Conference rusure::math

>			 r
>			X	

The fact that X is an integer doesn't help much.
Suppose (for example) that the value of X is *known* and *fixed*,
so that you have a function of just one variable, f(r) = X^r.  Now

	                  r
	f( r * log B ) = B
	          X

Thus, by the simple multiplication of r by a constant real number,
you can use f() to compute the exp function, which is a non-trivial
function, and which would be quite awkward to compute using only
integer arithmetic.

[ Note that multiplying two reals via integer arithmetic isn't too
difficult -- extract the mantissas and multiply them, extract the
exponents and add them, and put the parts together again.] 


Why would you want to do this?  Also, do you know how exponentiation
is done in math libraries?

	The reason I want to do this:  I need to calculate a formula that
	looks something like this:

		P = S * D * C * Q**1.85

	During the course of my program, I expect this formula to be 
	calculated over 90 million times.  In performance testing (in VAX C)
	I found that on the machine I'm on (VAXStation 3500) I can do
	about 800,000 floating point multiplications per second - but only
	7000 exponentiations per second!  (using the "pow" function
	in C).

	Exponentiation is the bottleneck here.  I'm also considering 
	going to scaled integer operations instead of floating point for
	the performance improvements - hence, the request regarding
	an integer exponentiation method.

>	looks something like this:
>
>		P = S * D * C * Q**1.85
>
>	During the course of my program, I expect this formula to be 
>	calculated over 90 million times.

But does Q change each time the expression is evaluated? If it changes less 
frequently, you (or the optimizer) can move the exponentiation out of the 
inner loop... other than that, I see little hope. 

    What range of values does Q have?  Is the exponent really fixed?

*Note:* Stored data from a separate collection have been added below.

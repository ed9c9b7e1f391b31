// PimDm: Dense-Mode Multicast Routing Simulation
// Copyright (C) 2021  Tibor Schneider
//
// This program is free software; you can redistribute it and/or modify
// it under the terms of the GNU General Public License as published by
// the Free Software Foundation; either version 2 of the License, or
// (at your option) any later version.
//
// This program is distributed in the hope that it will be useful,
// but WITHOUT ANY WARRANTY; without even the implied warranty of
// MERCHANTABILITY or FITNESS FOR A PARTICULAR PURPOSE.  See the
// GNU General Public License for more details.
//
// You should have received a copy of the GNU General Public License along
// with this program; if not, write to the Free Software Foundation, Inc.,
// 51 Franklin Street, Fifth Floor, Boston, MA 02110-1301 USA.

//! # Helper (printer) functions for the Network
//! Module containing helper functions to get formatted strings and print information about the
//! network.

use crate::netsim::cache::ForwardingEntry;
use crate::netsim::downstream::DownstreamInfo;
use crate::netsim::event::Action;
use crate::netsim::network::Network;
use crate::netsim::{NetworkError, RouterId};

use itertools::Itertools;

/// Get the formatted forwarding cache of a router. Every line represents one `(S, G)` entry,
/// sorted by the pair.
pub fn forwarding_cache(net: &Network, router: RouterId) -> Result<String, NetworkError> {
    let r = net.get_router(router)?;
    let mut lines = r.cache().pairs().into_iter().filter_map(|sg| r.get_entry(sg)).map(entry);
    Ok(format!("Forwarding cache of {}:\n{}", r.name(), lines.join("\n")))
}

/// Returns the formatted string of a forwarding entry.
pub fn entry(entry: &ForwardingEntry) -> String {
    let upstream_if = match entry.upstream_interface() {
        Some(i) => i.to_string(),
        None => String::from("cpu"),
    };
    format!(
        "{sg}: {state}, upstream: {up} via {upif}, downstream: [{ds}]",
        sg = entry.sg(),
        state = entry.state(),
        up = entry.upstream(),
        upif = upstream_if,
        ds = entry.downstream().iter().map(downstream).join(", "),
    )
}

/// Returns the formatted string of a downstream interface
pub fn downstream(info: &DownstreamInfo) -> String {
    let flag = if info.is_pruned {
        "pruned"
    } else if info.assert.is_losing() {
        "lost"
    } else {
        "fwd"
    };
    format!("{} ({})", info.interface, flag)
}

/// Returns the formatted string of an action emitted by a router
pub fn action(action: &Action) -> String {
    match action {
        Action::SendControl { interface, destination, message } => {
            format!("send {} to {} on {}", message, destination, interface)
        }
        Action::ForwardData { interface, packet } => {
            format!("forward {} #{} on {}", packet.sg(), packet.seq, interface)
        }
        Action::SetTimer { key, delay } => format!("set {} in {:?}", key, delay),
        Action::CancelTimer(key) => format!("cancel {}", key),
    }
}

    If you really need the speed, you could code up a much faster
    approximation than calling out of line library functions.
    There would be no loss of accuracy in this - in fact it could
    even be slightly more accurate. (But only slightly - the library
    functions are quite finely tuned.)

    - Jim

	RE: .3
	Yes, Q changes at every iteration.  
	
	RE: .4
	Q will range in value between 0 and 50,000.  The exponent is really
	fixed at 1.85

>	Q will range in value between 0 and 50,000.  The exponent is really
>	fixed at 1.85
     						   1.85
    But this says you should pre-build a table of X     for 1 <= X <= 50000
    and just look up the entry you want.

(re .-1: You beat me to it.)


And if you can't `afford' a 50000-element array, then use a table for just the odd values
of Q, and handle the even Q with a multiply:

	     p
	Q = 2  * q			(q is odd, and p is an integer < 16)

	 1.85     1.85 p    1.85
	Q     = (2    )  * q

	      = T[p] * Z[q div 2]	(T and Z are precomputed tables)

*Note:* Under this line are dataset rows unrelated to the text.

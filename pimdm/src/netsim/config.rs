// PimDm: Dense-Mode Multicast Routing Simulation
// Copyright (C) 2021  Tibor Schneider
//
// This program is free software; you can redistribute it and/or modify
// it under the terms of the GNU General Public License as published by
// the Free Software Foundation; either version 2 of the License, or
// (at your option) any later version.
//
// This program is distributed in the hope that it will be useful,
// but WITHOUT ANY WARRANTY; without even the implied warranty of
// MERCHANTABILITY or FITNESS FOR A PARTICULAR PURPOSE.  See the
// GNU General Public License for more details.
//
// You should have received a copy of the GNU General Public License along
// with this program; if not, write to the Free Software Foundation, Inc.,
// 51 Franklin Street, Fifth Floor, Boston, MA 02110-1301 USA.

//! # Router Configuration
//! This module contains the configuration of a PIM-DM router. There are two different structs:
//!
//! - [`PimDmConfig`]: Protocol timers and router-wide switches. The `Default` implementation
//!   contains the values used by the dense-mode reference model (RFC 3973 timers).
//! - [`InterfaceConfig`]: Configuration of a single interface of the router.
//!
//! # Example Usage
//!
//! ```rust
//! use pimdm::netsim::config::PimDmConfig;
//! use std::time::Duration;
//!
//! let config = PimDmConfig {
//!     assert_optimization: true,
//!     graft_retry_limit: Some(5),
//!     ..Default::default()
//! };
//! assert_eq!(config.prune_override_delay, Duration::from_secs(3));
//! assert_eq!(config.hello_holdtime_secs(), 105);
//! ```

use std::net::Ipv4Addr;
use std::time::Duration;

/// Holdtime value (in seconds) meaning "never expires".
pub const INFINITE_HOLDTIME: u16 = 0xFFFF;

/// # Router-wide PIM-DM configuration
/// All durations are measured in simulated time.
#[derive(Debug, Clone, PartialEq)]
pub struct PimDmConfig {
    /// Lifetime of a forwarding cache entry without any data refreshing it.
    pub data_timeout: Duration,
    /// Lifetime of assert state without a refreshing Assert.
    pub assert_timeout: Duration,
    /// Hold time put into every Prune sent upstream.
    pub prune_hold_time: Duration,
    /// Period between Graft retransmissions while waiting for a GraftAck.
    pub graft_retransmit_period: Duration,
    /// Maximum number of Graft retransmissions. `None` retransmits until a GraftAck arrives.
    pub graft_retry_limit: Option<u32>,
    /// Upper bound of the random delay before a Join overriding a Prune is sent.
    pub join_random_delay: Duration,
    /// Propagation delay assumed on shared LANs.
    pub lan_propagation_delay: Duration,
    /// Delay after a Prune on a shared LAN before the interface is actually pruned. Within that
    /// window, a Join from another router cancels the prune.
    pub prune_override_delay: Duration,
    /// Minimal interval between two Prunes re-sent for the same entry due to arriving data.
    pub prune_resend_interval: Duration,
    /// Period of Hello messages
    pub hello_period: Duration,
    /// Holdtime advertised in Hello messages
    pub hello_holdtime: Duration,
    /// Upper bound of the random delay before a triggered Hello is sent.
    pub triggered_hello_delay: Duration,
    /// Track assert state per `(source, interface)` instead of per `(source, group, interface)`.
    /// This must be set equally on all routers of a network.
    pub assert_optimization: bool,
    /// Wireless broadcast mode: entries are never pruned upstream because a downstream interface
    /// became empty.
    pub broadcast_mode: bool,
    /// Seed for the random number generator of the router.
    pub seed: u64,
}

impl Default for PimDmConfig {
    fn default() -> Self {
        let join_random_delay = Duration::from_millis(2500);
        let lan_propagation_delay = Duration::from_millis(500);
        Self {
            data_timeout: Duration::from_secs(210),
            assert_timeout: Duration::from_secs(180),
            prune_hold_time: Duration::from_secs(210),
            graft_retransmit_period: Duration::from_secs(3),
            graft_retry_limit: None,
            join_random_delay,
            lan_propagation_delay,
            prune_override_delay: join_random_delay + lan_propagation_delay,
            prune_resend_interval: Duration::from_secs(1),
            hello_period: Duration::from_secs(30),
            hello_holdtime: Duration::from_secs(105),
            triggered_hello_delay: Duration::from_secs(5),
            assert_optimization: false,
            broadcast_mode: false,
            seed: 0,
        }
    }
}

impl PimDmConfig {
    /// Prune holdtime as it is written into a Join/Prune message.
    pub fn prune_hold_secs(&self) -> u16 {
        duration_to_holdtime(self.prune_hold_time)
    }

    /// Assert timeout as it is written into a Prune sent to an assert winner.
    pub fn assert_hold_secs(&self) -> u16 {
        duration_to_holdtime(self.assert_timeout)
    }

    /// Hello holdtime as it is written into a Hello message.
    pub fn hello_holdtime_secs(&self) -> u16 {
        duration_to_holdtime(self.hello_holdtime)
    }
}

/// Convert a duration into a holdtime field, saturating just below the infinite holdtime.
pub fn duration_to_holdtime(d: Duration) -> u16 {
    d.as_secs().min(u64::from(INFINITE_HOLDTIME - 1)) as u16
}

/// Convert a holdtime field into a duration. Returns `None` for the infinite holdtime.
pub fn holdtime_to_duration(holdtime: u16) -> Option<Duration> {
    if holdtime == INFINITE_HOLDTIME {
        None
    } else {
        Some(Duration::from_secs(u64::from(holdtime)))
    }
}

/// Configuration of a single router interface
#[derive(Debug, Clone, PartialEq)]
pub struct InterfaceConfig {
    /// Address of the interface
    pub address: Ipv4Addr,
    /// Prefix length of the attached subnet
    pub prefix_len: u8,
    /// Unicast routing cost of the interface
    pub cost: u32,
    /// With join/prune suppression, a delayed Join is rescheduled whenever an earlier one would
    /// be sent, and only the most recent one fires.
    pub join_prune_suppression: bool,
}

impl InterfaceConfig {
    /// Create a new interface configuration with cost 1 and no join/prune suppression.
    pub fn new(address: Ipv4Addr, prefix_len: u8) -> Self {
        Self { address, prefix_len, cost: 1, join_prune_suppression: false }
    }
}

	Building a 50,000 element array is possible.  Except that the value
	of Q is now kept to 2 decimal places.  Using scaled integer
	(with a scaling factor of 100), space for 5,000,000 array entries would
	be needed, and 5,000,000 exponentiations would have to be done at
	program start.  Better than 90,000,000, though...

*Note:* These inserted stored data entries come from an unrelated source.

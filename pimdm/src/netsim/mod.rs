// PimDm: Dense-Mode Multicast Routing Simulation
// Copyright (C) 2021  Tibor Schneider
//
// This program is free software; you can redistribute it and/or modify
// it under the terms of the GNU General Public License as published by
// the Free Software Foundation; either version 2 of the License, or
// (at your option) any later version.
//
// This program is distributed in the hope that it will be useful,
// but WITHOUT ANY WARRANTY; without even the implied warranty of
// MERCHANTABILITY or FITNESS FOR A PARTICULAR PURPOSE.  See the
// GNU General Public License for more details.
//
// You should have received a copy of the GNU General Public License along
// with this program; if not, write to the Free Software Foundation, Inc.,
// 51 Franklin Street, Fifth Floor, Boston, MA 02110-1301 USA.

#![deny(missing_docs, missing_debug_implementations)]

//! # NetSim
//!
//! This is a library for simulating PIM dense mode (RFC 3973) on LAN topologies. Every router keeps
//! a forwarding cache of `(S, G)` entries, floods data on all downstream interfaces, and prunes
//! the branches without receivers. Grafts re-join pruned branches, and asserts elect a single
//! forwarder on shared LANs.
//!
//! ## Example usage
//!
//! The following example generates a chain of two routers `R1` and `R2`. The source lives on the
//! LAN of `R1`, and the receiver on the LAN of `R2`.
//!
//! ```rust
//! use pimdm::netsim::{Network, Prefix};
//! use std::net::Ipv4Addr;
//! use std::time::Duration;
//!
//! fn main() -> Result<(), Box<dyn std::error::Error>> {
//!
//!     let mut t = Network::new();
//!
//!     let src_lan = t.add_segment("src", Prefix::new(Ipv4Addr::new(10, 0, 1, 0), 24));
//!     let core = t.add_segment("core", Prefix::new(Ipv4Addr::new(10, 0, 2, 0), 24));
//!     let rcv_lan = t.add_segment("rcv", Prefix::new(Ipv4Addr::new(10, 0, 3, 0), 24));
//!
//!     let r1 = t.add_router("R1");
//!     let r2 = t.add_router("R2");
//!
//!     t.connect(r1, src_lan, Ipv4Addr::new(10, 0, 1, 1))?;
//!     t.connect(r1, core, Ipv4Addr::new(10, 0, 2, 1))?;
//!     t.connect(r2, core, Ipv4Addr::new(10, 0, 2, 2))?;
//!     t.connect(r2, rcv_lan, Ipv4Addr::new(10, 0, 3, 1))?;
//!
//!     let source = Ipv4Addr::new(10, 0, 1, 100);
//!     let receiver = Ipv4Addr::new(10, 0, 3, 100);
//!     let group = Ipv4Addr::new(239, 1, 1, 1);
//!     t.add_host(src_lan, source)?;
//!     t.add_host(rcv_lan, receiver)?;
//!
//!     // discover the neighbors
//!     t.start()?;
//!     t.join(receiver, group)?;
//!     t.run_for(Duration::from_secs(1))?;
//!
//!     t.send_data(source, group)?;
//!     t.run_for(Duration::from_secs(1))?;
//!
//!     // check that the receiver got the packet
//!     assert_eq!(t.num_received(receiver, group), 1);
//!
//!     Ok(())
//! }
//! ```

pub mod assert;
pub mod cache;
pub mod config;
pub mod downstream;
pub mod event;
mod join_prune;
pub mod neighbor;
mod network;
pub mod node;
pub mod packet;
pub mod printer;
pub mod rib;
pub mod router;
mod types;

pub use event::{Event, MembershipChange};
pub use network::{Delivery, Network, Segment};
pub use router::PimDmRouter;
pub use types::*;
pub mod admin;
pub mod book;
pub mod check_phone;
pub mod config;
mod console;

    If the exponent is really fixed, you could still use a "massive table
    lookup" with a pair of few hundred entry tables by the floating point
    exponent and the first 8 or so bits of fraction to index to a set
    of low order Taylor series expansions to get the actual value.
    Even better might be a set of Hermite expansions.  Very cheap, just
    a few multiples and adds.

    I've done this for inverse square root (needed in a graphics application
    to normalize vectors) and obtained several-fold improvement in
    performance over calling library routines - at no loss of accuracy.

    Note that the code for this goes inline which saves too, even on a
    RISC processor where routine calls are much cheaper.

    I could post some more details if you wish...

    - Jim

    I am afraid that I do not understand .8 at all.  Why would you need
    5,000,000 entries for 50,000 integers?
    
    --  Barry

re: .9
	The value of Q is actually a floating point number with an accuracy
	of 2 decimal digits.  (e.g., 3256.83)  In order to represent
	this floating point number as an integer (with the same level of
	precision) you would have to multiply it times 100 (so it would
	be 325683). 50,000 times 100 = 5,000,000 entries in the array.

	Jeff

    OK.  Getting back to the original problem...
    
    I believe that the performance loss that you are seeing is because the
    pow() function, like most C floating point routines is forcing double
    precision arithmetic.  If you do not need this extra precision then you
    can definitely get a speed-up by using single-precision routines (like
    the OTS$ routines).  Check in the VAXC conference for confirmation.
    
    --  Barry

I have this sneaking suspicion that we're toying with the wrong problem. If 
the exponent 1.85 is known only to 2 decimals, that says to me that it is 
derived from some sampled data and is thus suspect, since exponents like 
that occur so rarely in nature. I would take a hard look at the original 
problem/data to make sure the mathematics fit the mechanics of the problem.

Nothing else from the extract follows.